Global wealth up 27 per cent since financial crisis, study shows

A man gives coins to a beggar in downtown Ronda, southern Spain, in a 2015 file photo.
A man gives coins to a beggar in downtown Ronda, southern Spain, in a 2015 file photo.PHOTO: REUTERS

ZURICH (AFP) - Global wealth has grown by more than a quarter in the decade since the financial crisis, but the spread is far from even, a study published on Tuesday (Nov 14) showed.

In its Annual Global Wealth Report, the research arm of Swiss banking giant Credit Suisse found that global wealth had expanded 27 per cent in the past 10 years.

And between mid-2016 and mid-2017, global wealth grew by 6.4 per cent - its fastest pace in five years - allowing the mean wealth per adult to reach a record high, the study showed.

It pointed to "widespread gains in equity markets", at the same time as non-financial assets like real-estate for the first time passed the level they were at when the global financial crisis struck in 2007.

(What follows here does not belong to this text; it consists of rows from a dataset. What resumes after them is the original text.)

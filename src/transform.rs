//! Per-sink record-to-payload transformation.
//!
//! A transformer must be referentially transparent: the same record always
//! yields the same payload. Transform failures are terminal for the
//! (record, sink) pair — see [`crate::orchestrator`] — no send is attempted.
//!
//! Payloads are `Vec<u8>` rather than `String`: most built-in transformers
//! produce UTF-8 text, but [`BinaryHeaderTransformer`] does not, and the
//! `Sink` contract should not assume text.

use std::collections::HashMap;
use std::sync::Arc;

use crate::role::SinkRole;

/// Pure `record -> payload` mapping, one instance per sink role.
pub trait Transformer: Send + Sync {
    /// Transforms a record into a sink-specific payload. An `Err` is
    /// classified by the caller as a terminal transform failure.
    fn transform(&self, record: &str) -> Result<Vec<u8>, String>;
}

/// Returns the record unchanged. The default for any role without a
/// registered transformer.
#[derive(Debug, Default)]
pub struct PassthroughTransformer;

impl Transformer for PassthroughTransformer {
    fn transform(&self, record: &str) -> Result<Vec<u8>, String> {
        Ok(record.as_bytes().to_vec())
    }
}

/// Wraps the record under a `"body"` key, emitting `{}` for an empty record.
#[derive(Debug, Default)]
pub struct JsonEnvelopeTransformer;

impl Transformer for JsonEnvelopeTransformer {
    fn transform(&self, record: &str) -> Result<Vec<u8>, String> {
        if record.is_empty() {
            return Ok(b"{}".to_vec());
        }
        Ok(format!(r#"{{"body":{}}}"#, record).into_bytes())
    }
}

/// Wraps the record in a single `<record>` element, emitting `<record/>` for
/// an empty record.
#[derive(Debug, Default)]
pub struct XmlWrapTransformer;

impl Transformer for XmlWrapTransformer {
    fn transform(&self, record: &str) -> Result<Vec<u8>, String> {
        if record.is_empty() {
            return Ok(b"<record/>".to_vec());
        }
        Ok(format!("<record>{}</record>", record).into_bytes())
    }
}

/// Prefixes a fixed 4-byte magic header to the UTF-8 bytes of the record.
#[derive(Debug, Default)]
pub struct BinaryHeaderTransformer;

const BINARY_HEADER_MAGIC: [u8; 4] = [0xDE, 0xAD, 0xBE, 0xEF];

impl Transformer for BinaryHeaderTransformer {
    fn transform(&self, record: &str) -> Result<Vec<u8>, String> {
        let mut bytes = BINARY_HEADER_MAGIC.to_vec();
        bytes.extend_from_slice(record.as_bytes());
        Ok(bytes)
    }
}

/// Maps sink role to its registered transformer; roles with no registration
/// fall back to [`PassthroughTransformer`].
pub struct TransformerRegistry {
    transformers: HashMap<SinkRole, Arc<dyn Transformer>>,
    default: Arc<dyn Transformer>,
}

impl TransformerRegistry {
    pub fn new() -> Self {
        Self { transformers: HashMap::new(), default: Arc::new(PassthroughTransformer) }
    }

    /// Registers the conventional built-in transformer for each role: JSON
    /// envelope for REST, XML wrap for GRPC, binary header for MQ, and
    /// passthrough for DB.
    pub fn with_builtin_defaults() -> Self {
        let mut registry = Self::new();
        registry.register(SinkRole::Rest, Arc::new(JsonEnvelopeTransformer));
        registry.register(SinkRole::Grpc, Arc::new(XmlWrapTransformer));
        registry.register(SinkRole::Mq, Arc::new(BinaryHeaderTransformer));
        registry.register(SinkRole::Db, Arc::new(PassthroughTransformer));
        registry
    }

    pub fn register(&mut self, role: SinkRole, transformer: Arc<dyn Transformer>) {
        self.transformers.insert(role, transformer);
    }

    pub fn for_role(&self, role: SinkRole) -> Arc<dyn Transformer> {
        self.transformers.get(&role).cloned().unwrap_or_else(|| self.default.clone())
    }
}

impl Default for TransformerRegistry {
    fn default() -> Self {
        Self::new()
    }
}

#[cfg(test)]
mod tests {
    use super::*;

    #[test]
    fn json_envelope_wraps_under_body_key() {
        let t = JsonEnvelopeTransformer;
        assert_eq!(t.transform(r#"{"a":1}"#).unwrap(), br#"{"body":{"a":1}}"#.to_vec());
    }

    #[test]
    fn json_envelope_empty_record_yields_empty_object() {
        let t = JsonEnvelopeTransformer;
        assert_eq!(t.transform("").unwrap(), b"{}".to_vec());
    }

    #[test]
    fn xml_wrap_wraps_record_element() {
        let t = XmlWrapTransformer;
        assert_eq!(t.transform("hello").unwrap(), b"<record>hello</record>".to_vec());
        assert_eq!(t.transform("").unwrap(), b"<record/>".to_vec());
    }

    #[test]
    fn binary_header_prefixes_magic_bytes() {
        let t = BinaryHeaderTransformer;
        let out = t.transform("x").unwrap();
        assert_eq!(&out[..4], &[0xDE, 0xAD, 0xBE, 0xEF]);
        assert_eq!(&out[4..], b"x");
    }

    #[test]
    fn passthrough_returns_record_unchanged() {
        let t = PassthroughTransformer;
        assert_eq!(t.transform("unchanged").unwrap(), b"unchanged".to_vec());
    }

    #[test]
    fn registry_falls_back_to_passthrough_for_unregistered_role() {
        let registry = TransformerRegistry::new();
        let out = registry.for_role(SinkRole::Rest).transform("x").unwrap();
        assert_eq!(out, b"x".to_vec());
    }

    #[test]
    fn builtin_defaults_registers_one_transformer_per_role() {
        let registry = TransformerRegistry::with_builtin_defaults();
        assert_eq!(registry.for_role(SinkRole::Rest).transform("1").unwrap(), br#"{"body":1}"#.to_vec());
        assert_eq!(registry.for_role(SinkRole::Grpc).transform("1").unwrap(), b"<record>1</record>".to_vec());
        assert_eq!(registry.for_role(SinkRole::Db).transform("1").unwrap(), b"1".to_vec());
    }
}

"A decade since the start of the global financial crisis, we see a significant increase in wealth across all regions of the world," Credit Suisse chairman Urs Rohner said in a statement.

But while wealth grew worldwide, some obviously benefited more than others.

Today, less than 10 per cent of the global population owns 86 per cent of the global wealth.

And since year 2000, the number of millionaires globally has increased 170 per cent, while the number of people with more than US$30 million (S$40 million) to their name has ballooned five-fold to around 45,000 worldwide, the study showed.

At the same time, the Credit Suisse report detailed how so-called Millennials are facing far more adverse market conditions than previous generations, which will "most likely limit their wealth acquiring prospects".

They have been hit with direct losses from the global financial crisis, but also "faced first-hand the subsequent unemployment, increased income inequality, as well as higher property prices, tighter mortgage rules, and in some countries, a considerable rise in student debt," the study said.

"They are also set to experience less access to pensions than their predecessors."

Geographically, the United States raked in most of the global wealth gains.

US households alone added around US$8.5 trillion to their combined coffers, half of the total world gain over the past 12 months, the study showed.

By comparison, China contributed US$1.7 trillion to the global wealth gain.

Switzerland, meanwhile, remained the country with the highest average wealth per adult, with that number soaring 130 per cent since the turn of the century to US$537,600, the study showed.

Norway, Denmark, Belgium, Britain and France, also figure among the top countries in terms of wealth per adult.